2) My Army Guard unit in Nevada got designated as a backup force in the event the police needed assistance during a riot, and we were therefore required to begin undergoing regular riot control training. This is how the pepper spray portion of it worked: We'd stand still with our eyes open while someone sprayed us directly in the face, we'd stand around for about 15 seconds to let it take effect so we wouldn't get an unfair head start on the course that followed, then once it took effect they'd blow a whistle and we were off. The course started with us simply trying to attack a guy dressed in one of those ridiculous red pillow costume things so we could beat the shit out of him without actually hurting him, then proceeded to the exact opposite of that where someone would try to kick our ass while we did our best to defend ourselves (by this time more or less blind), then we'd have to go through a mock arrest scenario which involved taking someone down and handcuffing them mostly by feel, then we'd go stand in front of a big air conditioner and spray water on ourselves in an effort to decontaminate while thinking about how much life sucks right now.

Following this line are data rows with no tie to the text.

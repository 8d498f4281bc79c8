//! Device owners.
//!
//! The registry only knows users as opaque owner identities. Credentials and
//! profile management live elsewhere; [`OwnerOnboarding`] covers the one
//! flow that touches devices, signing a user up together with their first
//! device.

use std::fmt;
use std::str::FromStr;
use std::sync::Arc;

use chrono::{NaiveDate, Utc};
use chrono_tz::Tz;
use serde::{Deserialize, Serialize};
use tracing::{info, warn};
use utoipa::ToSchema;
use uuid::Uuid;

use crate::device::{Device, DeviceLifecycle, NewDevice};
use crate::error::{RegistryError, Result};
use crate::store::UserStore;

/// User identifier (UUID v7).
#[derive(
    Debug, Clone, Copy, PartialEq, Eq, PartialOrd, Ord, Hash, Serialize, Deserialize, ToSchema,
)]
#[serde(transparent)]
pub struct UserId(pub Uuid);

impl UserId {
    /// Generate a fresh identifier.
    #[must_use]
    pub fn new() -> Self {
        Self(Uuid::now_v7())
    }
}

impl Default for UserId {
    fn default() -> Self {
        Self::new()
    }
}

impl fmt::Display for UserId {
    fn fmt(&self, f: &mut fmt::Formatter<'_>) -> fmt::Result {
        fmt::Display::fmt(&self.0, f)
    }
}

impl FromStr for UserId {
    type Err = uuid::Error;

    fn from_str(s: &str) -> std::result::Result<Self, Self::Err> {
        Uuid::parse_str(s).map(Self)
    }
}

/// A device owner.
#[derive(Debug, Clone, PartialEq, Eq, Serialize, Deserialize, ToSchema)]
pub struct User {
    /// User identifier.
    pub id: UserId,
    /// Display name.
    #[schema(example = "Maria Ivanova")]
    pub full_name: String,
    /// Contact address.
    #[serde(default)]
    #[schema(example = "maria@example.com")]
    pub email: Option<String>,
}

impl User {
    /// Create a user with a fresh id.
    pub fn new(full_name: impl Into<String>, email: Option<String>) -> Self {
        Self {
            id: UserId::new(),
            full_name: full_name.into(),
            email,
        }
    }
}

/// Input for signing up an owner, optionally with their first device.
#[derive(Debug, Clone, PartialEq, Eq, Serialize, Deserialize, ToSchema)]
#[schema(example = json!({
    "full_name": "Maria Ivanova",
    "email": "maria@example.com",
    "device_serial_number": "SB1500",
    "purchase_date": "2024-01-01"
}))]
pub struct NewOwner {
    /// Display name.
    pub full_name: String,
    /// Contact address.
    #[serde(default)]
    pub email: Option<String>,
    /// Serial number of a device to register for the new owner.
    #[serde(default)]
    pub device_serial_number: Option<String>,
    /// Purchase date of that device. Defaults to today.
    #[serde(default)]
    pub purchase_date: Option<NaiveDate>,
}

/// Result of onboarding an owner.
#[derive(Debug, Clone, PartialEq, Eq, Serialize, Deserialize, ToSchema)]
pub struct Onboarded {
    /// The stored user.
    pub user: User,
    /// The device registered alongside, if a serial was given.
    pub device: Option<Device>,
}

/// Signs up owners and registers their first device.
#[derive(Clone)]
pub struct OwnerOnboarding {
    users: Arc<dyn UserStore>,
    devices: DeviceLifecycle,
    timezone: Tz,
}

impl OwnerOnboarding {
    /// Create the onboarding flow. `timezone` decides what "today" is when
    /// no purchase date is supplied.
    pub fn new(users: Arc<dyn UserStore>, devices: DeviceLifecycle, timezone: Tz) -> Self {
        Self {
            users,
            devices,
            timezone,
        }
    }

    /// Look up an owner, tolerating absence.
    ///
    /// # Errors
    ///
    /// [`RegistryError::Persistence`] if the store cannot be read.
    pub async fn find_user(&self, id: UserId) -> Result<Option<User>> {
        Ok(self.users.find_by_id(id).await?)
    }

    /// Store a new owner and register their device.
    ///
    /// A taken serial is detected before the user is stored, so a failed
    /// onboarding leaves no user behind.
    ///
    /// # Errors
    ///
    /// - [`RegistryError::InvalidUserField`] for a blank name
    /// - [`RegistryError::DeviceAlreadyExists`] if the serial is taken
    /// - any error of [`DeviceLifecycle::register_new_device`]
    pub async fn onboard(&self, spec: NewOwner) -> Result<Onboarded> {
        if spec.full_name.trim().is_empty() {
            return Err(RegistryError::InvalidUserField("full_name"));
        }
        if let Some(serial) = &spec.device_serial_number {
            self.devices.assert_not_registered(serial).await?;
        }

        let user = self
            .users
            .insert(User::new(spec.full_name.trim(), spec.email))
            .await?;

        let Some(serial_number) = spec.device_serial_number else {
            info!(user_id = %user.id, "owner onboarded");
            return Ok(Onboarded { user, device: None });
        };

        let purchase_date = spec.purchase_date.unwrap_or_else(|| self.today());
        let registration = self
            .devices
            .register_new_device(
                NewDevice {
                    serial_number,
                    purchase_date,
                },
                Some(&user),
            )
            .await;

        match registration {
            Ok(device) => {
                info!(
                    user_id = %user.id,
                    serial = %device.serial_number,
                    "owner onboarded with device"
                );
                Ok(Onboarded {
                    user,
                    device: Some(device),
                })
            }
            Err(err) => {
                warn!(
                    user_id = %user.id,
                    error = %err,
                    "device registration failed, removing user"
                );
                if let Err(cleanup) = self.users.delete_by_id(user.id).await {
                    warn!(user_id = %user.id, error = %cleanup, "failed to remove user");
                }
                Err(err)
            }
        }
    }

    fn today(&self) -> NaiveDate {
        Utc::now().with_timezone(&self.timezone).date_naive()
    }
}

Not being a line unit, we also had females in this unit. I feel that's significant to mention, because every single person in our unit passed this test with flying colors. True, we had one particular young girl that couldn't have been much more than 100 pounds, and she screamed in agony when she got hit with the spray. Nonetheless, when the whistle blew she took off like a raging psychopath and had the big red punching dummy on his ass in a matter of seconds.

3) When I started with Ontario Corrections, and again with Immigration, I had to go through similar obstacle courses. My defensive tactics instructor for corrections took it a step further (just to show us all what a bunch of pansies we were) by first spraying himself, and then putting a gas mask over his contaminated face to further restrict his access to fresh air, thereby amplifying the effects of the spray. He then proceeded to go through the course himself as if he didn't even give a shit. His face was bright red for the rest of the day, and he didn't deny that it sucked a lot.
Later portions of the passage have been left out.